Posted by: Maggie Mahar | September 28, 2008 at 10:20 AM
Barry:
Re: the union perspective, I can't speak for the union because, as I mentioned before, my union is quite partisan. However, I know that one concern that they have is that if benefits are taxed it might discourage employers from offering benefits, thus forcing more individuals into the open market where it is hard to get a good deal. Group plans generally get much better ratings because individuals raise problems of adverse selection. Also, in many states people can be barred from enrolling in individual policies because of pre-existing conditions. This is not the case in most group plans.
My problem is not so much with the tax as with the tax credit. My understanding is that it goes to people who purchase their own insurance, not people who are enrolled in group plans. I can't see how a credit of $5,000 is going to cover a plan that, on average is approaching $13,000. Also, assuming that the tax credit increases with inflation how will it keep up with health care inflation which is two to three times inflation? It is hard for me to see how we would be better off. I also question the value that the McCain advisors assign to the benefits - I would love to know how they arrived at those numbers.
As far as benefits being ostensibly deferred wages, my co-workers understand that in spades. Recently a new 3-year contract was agreed to which deferred wages in the second year completely in favor if payments into the fund.This was pushed partly to save the fund which was on the brink of bankruptcy, but also to make it possible for more people to qualify for benefits. Because ours is a multi-employer fund, workers qualify for benefits when various payments under various contracts are cobbled together to get to a level of qualification. Some would have rather had the wage increase, others are now qualifying for the benefits and assign greater value to that fact.
I agree that patients (I resist calling them consumers), are too insulated from cost when they are well-insured. Medical providers are also, too insulated. That is why I favor the McCain idea of putting programs of treatment under Medicaid and Medicare on a lump-sum payment, thereby putting them on a budget. It discourages unnecessary and expensive treatment.
I also agree that everyone will need to give something up (including your hypothetical folks who want to pay in on the cheap), if we are to really solve the problem. If I paid $4,000-$5,000 more in taxes a year it would be a wash because that is what I currently pay in premiums now. The only reason I am not paying an excess of $12,000 is because my premiums are subsidized by the fact that I qualified for benefits from my union plan.

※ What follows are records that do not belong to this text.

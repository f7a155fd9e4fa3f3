//! KG-Agent LLM - The decision capability that drives tool selection

pub mod parser;
pub mod prompted;
pub mod provider;
pub mod scripted;
pub mod types;

pub use parser::parse_decision;
pub use prompted::PromptedProvider;
pub use provider::{DecisionProvider, LlmError, LlmResult, TextGenerator};
pub use scripted::ScriptedProvider;
pub use tokio_util::sync::CancellationToken;
pub use types::*;
//! KG-Agent KG - in-memory graph snapshot, triple loading, and the executor
//! that grounds tool calls into graph operations.

pub mod executor;
pub mod loader;
pub mod store;

pub use executor::{Discovered, Execution, KgExecutor};
pub use loader::{load_path, parse_json, parse_tsv};
pub use store::{TripleStore, TripleStoreBuilder};
//! Decision context assembly - what the model sees before each step

use crate::memory::KnowledgeMemory;
use kgagent_core::Question;
use kgagent_llm::{DecisionContext, ToolSchema};
use kgagent_tools::Toolbox;

/// Holds the toolbox schemas, which are fixed for the runtime's lifetime.
#[derive(Clone, Debug)]
pub struct ContextBuilder {
    tools: Vec<ToolSchema>,
}

impl ContextBuilder {
    pub fn new(toolbox: &Toolbox) -> Self {
        Self {
            tools: toolbox.schemas(),
        }
    }

    pub fn tools(&self) -> &[ToolSchema] {
        &self.tools
    }

    pub fn build(&self, question: &Question, memory: &KnowledgeMemory, max_steps: usize) -> DecisionContext {
        let step_index = memory.len();
        let known_entities = memory
            .discovered_entities()
            .iter()
            .take(memory.policy().max_known_entities)
            .cloned()
            .collect();
        DecisionContext {
            question: question.clone(),
            tools: self.tools.clone(),
            memory: memory.snapshot_for_prompt(),
            known_entities,
            step_index,
            remaining_steps: max_steps.saturating_sub(step_index),
        }
    }
}

#[cfg(test)]
mod tests {
    use super::*;
    use crate::memory::{Step, SummaryPolicy};
    use kgagent_core::{Argument, EntityId, EntitySet, ToolResult};
    use kgagent_kg::{Discovered, Execution};
    use kgagent_tools::{create_policy_toolbox, DEFAULT_DEPTH_CAP};

    #[test]
    fn context_reflects_memory_and_budget() {
        let toolbox = create_policy_toolbox(&["get_relation", "count"], DEFAULT_DEPTH_CAP).unwrap();
        let builder = ContextBuilder::new(&toolbox);
        let mut memory = KnowledgeMemory::new(SummaryPolicy {
            max_known_entities: 2,
            ..SummaryPolicy::default()
        });
        let result = ToolResult::EntitySet(EntitySet::from([
            EntityId::from("F1"),
            EntityId::from("F2"),
            EntityId::from("F3"),
        ]));
        memory.append(Step::executed(
            "get_relation",
            vec![Argument::text("D"), Argument::text("acted_in")],
            Execution {
                discovered: Discovered::from_result(&result),
                result,
            },
        ));

        let ctx = builder.build(&Question::new("How many?"), &memory, 5);
        assert_eq!(ctx.tools.len(), 2);
        assert_eq!(ctx.memory.len(), 1);
        assert_eq!(ctx.step_index, 1);
        assert_eq!(ctx.remaining_steps, 4);
        assert_eq!(ctx.known_entities, vec![EntityId::from("F1"), EntityId::from("F2")]);
    }
}
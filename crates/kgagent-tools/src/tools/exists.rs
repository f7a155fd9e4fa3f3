//! exists - edge membership check

use crate::registry::{Tool, ToolSpec};
use kgagent_core::{KnowledgeGraph, ParamType, ReturnType, ToolFault, ToolResult, Value};

pub struct ExistsTool {
    spec: ToolSpec,
}

impl ExistsTool {
    pub fn new() -> Self {
        Self {
            spec: ToolSpec::new(
                "exists",
                "Whether the edge (head, relation, tail) is in the graph.",
                ReturnType::Boolean,
            )
            .param("head", ParamType::Entity)
            .param("relation", ParamType::Relation)
            .param("tail", ParamType::Entity),
        }
    }

    async fn run(&self, args: &[Value], graph: &dyn KnowledgeGraph) -> Result<ToolResult, ToolFault> {
        let head = super::entity_arg(args, 0)?;
        let relation = super::relation_arg(args, 1)?;
        let tail = super::entity_arg(args, 2)?;
        Ok(ToolResult::Boolean(graph.has_edge(head, relation, tail).await))
    }
}

impl Default for ExistsTool {
    fn default() -> Self {
        Self::new()
    }
}

#[async_trait::async_trait]
impl Tool for ExistsTool {
    fn spec(&self) -> &ToolSpec {
        &self.spec
    }

    async fn execute(&self, args: &[Value], graph: &dyn KnowledgeGraph) -> ToolResult {
        self.run(args, graph).await.unwrap_or_else(ToolResult::Error)
    }
}
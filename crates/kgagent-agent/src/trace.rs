//! Trace recorder - exports an episode as an ordered, program-like record
//!
//! Export is pure: the same episode always yields the same trace, and the
//! episode id is deliberately not part of it so replays diff cleanly.

use crate::episode::{AbortReason, EpisodeState, EpisodeStatus};
use kgagent_core::{Argument, EntityId, Result, StepStatus, Value};
use serde::{Deserialize, Serialize};
use std::fmt::Write as _;

#[derive(Clone, Debug, PartialEq, Serialize, Deserialize)]
pub struct StepRecord {
    pub step_index: usize,
    pub tool_name: String,
    /// References stay symbolic (`#0`), never inlined.
    pub arguments: Vec<Argument>,
    pub result_summary: String,
    pub status: StepStatus,
}

#[derive(Clone, Debug, PartialEq, Serialize, Deserialize)]
pub struct AnswerRecord {
    pub expression: Argument,
    pub value: Value,
}

#[derive(Clone, Debug, PartialEq, Serialize, Deserialize)]
pub struct ProgramTrace {
    pub question: String,
    #[serde(default, skip_serializing_if = "Vec::is_empty")]
    pub seeds: Vec<EntityId>,
    pub steps: Vec<StepRecord>,
    pub final_answer: Option<AnswerRecord>,
    pub status: EpisodeStatus,
    #[serde(default, skip_serializing_if = "Option::is_none")]
    pub abort_reason: Option<AbortReason>,
    #[serde(default, skip_serializing_if = "Option::is_none")]
    pub failure: Option<String>,
}

impl ProgramTrace {
    pub fn export(episode: &EpisodeState) -> Self {
        let memory = &episode.memory;
        Self {
            question: episode.question.text.clone(),
            seeds: episode.question.seeds.clone(),
            steps: memory
                .steps()
                .iter()
                .map(|s| StepRecord {
                    step_index: s.step_index,
                    tool_name: s.tool_name.clone(),
                    arguments: s.arguments.clone(),
                    result_summary: memory.summarize(&s.result),
                    status: s.status,
                })
                .collect(),
            final_answer: episode.answer.as_ref().map(|a| AnswerRecord {
                expression: a.expression.clone(),
                value: a.value.clone(),
            }),
            status: episode.status,
            abort_reason: episode.abort_reason,
            failure: episode.failure.clone(),
        }
    }

    pub fn to_json(&self) -> Result<String> {
        Ok(serde_json::to_string_pretty(self)?)
    }

    pub fn from_json(text: &str) -> Result<Self> {
        Ok(serde_json::from_str(text)?)
    }

    /// One line per step:
    ///
    /// ```text
    /// #0 = get_relation("D", "acted_in")
    /// #1 = count(#0)
    /// answer(#1)
    /// ```
    ///
    /// Rejected steps are kept as comments so indices stay aligned.
    pub fn to_program(&self) -> String {
        let mut out = String::new();
        let _ = writeln!(out, "# {}", self.question);
        for step in &self.steps {
            let args: Vec<String> = step.arguments.iter().map(|a| a.to_string()).collect();
            let call = format!("{}({})", step.tool_name, args.join(", "));
            let _ = match step.status {
                StepStatus::Ok => writeln!(out, "#{} = {}", step.step_index, call),
                StepStatus::Error => writeln!(
                    out,
                    "#{} = {}  # {}",
                    step.step_index, call, step.result_summary
                ),
                StepStatus::Rejected => writeln!(
                    out,
                    "# #{} rejected: {}  # {}",
                    step.step_index, call, step.result_summary
                ),
            };
        }
        match (&self.final_answer, self.status) {
            (Some(answer), _) => {
                let _ = writeln!(out, "answer({})", answer.expression);
            }
            (None, EpisodeStatus::Aborted) => {
                let reason = self
                    .abort_reason
                    .map(|r| r.to_string())
                    .unwrap_or_else(|| "unknown".to_string());
                let _ = writeln!(out, "# aborted: {}", reason);
            }
            (None, EpisodeStatus::Failed) => {
                let _ = writeln!(out, "# failed: {}", self.failure.as_deref().unwrap_or(""));
            }
            (None, _) => {}
        }
        out
    }
}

Unlike PNHP, I am not a single-payer partisan. I am open to any and all ideas that might comprehensively solve the problem. The first thing we all need to do, however, is decide, first, if access to basic health care should be a human right, second, how much health care is enough, third, how much are we willing to pay for it.
I am also curious as to how PNHP came up with their percentages.
The main problem I have with your hypothetical people buying into the hypothetical pool on the level of a catostrophic plan is that there is always the chance they might get seriously ill and need intervention on the part of the taxpayers to save them. Furthermore, as they age and get to be worse risks, they will probably want to up their level of coverage, leading again, to adverse selection.